Cast-wise, Bautista dominates and Notaro’s dry delivery entertains, but with the exception of Hiroyuki Sanada and Garret Dillahunt (the latter ironically late of Fear the Walking Dead), the rest of the cast is largely made up of vaguely familiar actors who you’d be challenged to pick out of a line-up. For the record, they include Omari Hardwick, Ana De La Reguera, Nora Arnezeder and Ella Purnell, but they’re a motley crew that Ellen Ripley wouldn’t have come out of hibernation to save.
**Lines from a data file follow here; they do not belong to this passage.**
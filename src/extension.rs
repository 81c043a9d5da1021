// Copyright (c) 2019 Parity Technologies (UK) Ltd.
//
// Licensed under the Apache License, Version 2.0
// <LICENSE-APACHE or http://www.apache.org/licenses/LICENSE-2.0> or the MIT
// license <LICENSE-MIT or http://opensource.org/licenses/MIT>, at your
// option. All files in the project carrying such notice may not be copied,
// modified, or distributed except according to those terms.

//! Extension tokens of a `Sec-WebSocket-Extensions` header value as per
//! [RFC 6455, section 9][ext].
//!
//! A header value is a comma separated list of tokens. Each token is an
//! extension name followed by semicolon separated parameters, which are
//! either flags (`primary`) or carry a possibly quoted value
//! (`connection_id="AbCd=="`).
//!
//! [ext]: https://tools.ietf.org/html/rfc6455#section-9

use smallvec::SmallVec;
use std::{borrow::Cow, fmt};

/// Extension parameter (used for negotiation).
#[derive(Debug, Clone, PartialEq, Eq)]
pub struct Param<'a> {
    name: Cow<'a, str>,
    value: Option<Cow<'a, str>>
}

impl<'a> Param<'a> {
    /// Create a new parameter without a value (a flag).
    pub fn new(name: impl Into<Cow<'a, str>>) -> Self {
        Param { name: name.into(), value: None }
    }

    /// The parameter name.
    pub fn name(&self) -> &str {
        &self.name
    }

    /// The optional parameter value.
    pub fn value(&self) -> Option<&str> {
        self.value.as_ref().map(|v| v.as_ref())
    }

    /// Set the parameter value.
    pub fn set_value(&mut self, value: Option<impl Into<Cow<'a, str>>>) -> &mut Self {
        self.value = value.map(Into::into);
        self
    }

    /// Turn this parameter into one that owns its values.
    pub fn acquire<'b>(self) -> Param<'b> {
        Param {
            name: Cow::Owned(self.name.into_owned()),
            value: self.value.map(|v| Cow::Owned(v.into_owned()))
        }
    }
}

impl fmt::Display for Param<'_> {
    fn fmt(&self, f: &mut fmt::Formatter) -> fmt::Result {
        if let Some(v) = &self.value {
            write!(f, "{}=\"{}\"", self.name, v)
        } else {
            write!(f, "{}", self.name)
        }
    }
}

/// One extension token of a header value: a name plus its parameters.
#[derive(Debug, Clone, PartialEq, Eq)]
pub struct Token<'a> {
    name: Cow<'a, str>,
    params: SmallVec<[Param<'a>; 4]>
}

impl<'a> Token<'a> {
    /// The extension name.
    pub fn name(&self) -> &str {
        &self.name
    }

    /// The token's parameters.
    pub fn params(&self) -> &[Param<'a>] {
        &self.params
    }

    /// The first parameter with the given name.
    pub fn param(&self, name: &str) -> Option<&Param<'a>> {
        self.params.iter().find(|p| p.name() == name)
    }

    /// Consume `self` and return the parameters.
    pub fn into_params(self) -> SmallVec<[Param<'a>; 4]> {
        self.params
    }
}

/// Split a `Sec-WebSocket-Extensions` header value into extension tokens.
///
/// Surrounding whitespace is trimmed and quotes around parameter values are
/// removed. Empty list entries are skipped, so parsing never fails; whether
/// the parameters of a token make sense is for the negotiator to decide.
pub fn parse(header: &str) -> SmallVec<[Token<'_>; 1]> {
    let mut tokens = SmallVec::new();
    for entry in header.split(',') {
        let mut items = entry.split(';');
        let name = items.next().map(str::trim).unwrap_or("");
        if name.is_empty() {
            continue
        }
        let mut params = SmallVec::new();
        for item in items {
            let mut pair = item.splitn(2, '=');
            let key = pair.next().map(str::trim).unwrap_or("");
            if key.is_empty() {
                continue
            }
            let mut param = Param::new(key);
            if let Some(value) = pair.next() {
                param.set_value(Some(unquote(value.trim())));
            }
            params.push(param)
        }
        tokens.push(Token { name: Cow::Borrowed(name), params })
    }
    tokens
}

/// Strip one pair of surrounding double quotes, if present.
fn unquote(s: &str) -> &str {
    if s.len() >= 2 && s.starts_with('"') && s.ends_with('"') {
        &s[1 .. s.len() - 1]
    } else {
        s
    }
}
//! Alert scheduler that only records what it was asked to do

use std::{
    collections::HashMap,
    sync::{Mutex, MutexGuard},
    time::Duration,
};

use super::AlertScheduler;

/// A schedule request as seen by the scheduler
#[derive(Debug, Clone, PartialEq)]
pub struct ScheduledAlert {
    pub identifier: String,
    pub title: String,
    pub delay: Duration,
}

#[derive(Debug, Default)]
struct Calls {
    scheduled: Vec<ScheduledAlert>,
    cancelled: Vec<String>,
    pending: HashMap<String, ScheduledAlert>,
}

/// In-process scheduler that never fires
///
/// Used when alerts are disabled and as the fake collaborator in tests.
#[derive(Debug, Default)]
pub struct InMemoryScheduler {
    calls: Mutex<Calls>,
}

impl InMemoryScheduler {
    pub fn new() -> Self {
        Self::default()
    }

    fn calls(&self) -> MutexGuard<'_, Calls> {
        // A poisoned lock only means a test panicked mid-call; the data is still usable
        self.calls.lock().unwrap_or_else(|e| e.into_inner())
    }

    /// Every schedule request received, oldest first
    pub fn scheduled(&self) -> Vec<ScheduledAlert> {
        self.calls().scheduled.clone()
    }

    /// Every identifier passed to `cancel`, oldest first
    pub fn cancelled(&self) -> Vec<String> {
        self.calls().cancelled.clone()
    }

    /// The alert that would currently fire for this identifier
    pub fn pending(&self, identifier: &str) -> Option<ScheduledAlert> {
        self.calls().pending.get(identifier).cloned()
    }

    pub fn pending_count(&self) -> usize {
        self.calls().pending.len()
    }
}

impl AlertScheduler for InMemoryScheduler {
    fn schedule(&self, identifier: &str, title: &str, delay: Duration) {
        let alert = ScheduledAlert {
            identifier: identifier.to_string(),
            title: title.to_string(),
            delay,
        };
        let mut calls = self.calls();
        calls.scheduled.push(alert.clone());
        calls.pending.insert(alert.identifier.clone(), alert);
    }

    fn cancel(&self, identifier: &str) {
        let mut calls = self.calls();
        calls.cancelled.push(identifier.to_string());
        calls.pending.remove(identifier);
    }
}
Frustratingly, there are moments when you see glimpses a better film and what it could have been. But to produce that, the outing – currently running at nearly two and a half hours long – would need to lose a third of that running time (and it’s easy to see how, when, why and how you could do that), put more consistent thought into its premise (because the logic of a walled-in Vegas is then so shabbily thought out in practice), shrink its ensemble and beef up character, making the spectacle the punctuation, not the dialogue. Tilt the other way and pitch it like dark-humoured chaos of the opening credits (and it’s ultimately easy to see who Snyder thought would be president)… and there’s still not enough style to work as edgy satire. (Sean Spicer? And he doesn’t even get bitten? Seriously?)
In a year where Snyder extended one of his most famous films by twice its original length, brevity was never going to be an option. Approach Army of the Dead with pizza and beer and all will be right with the world. But expect anything else and all you’ll get is disappointment at a chance missed.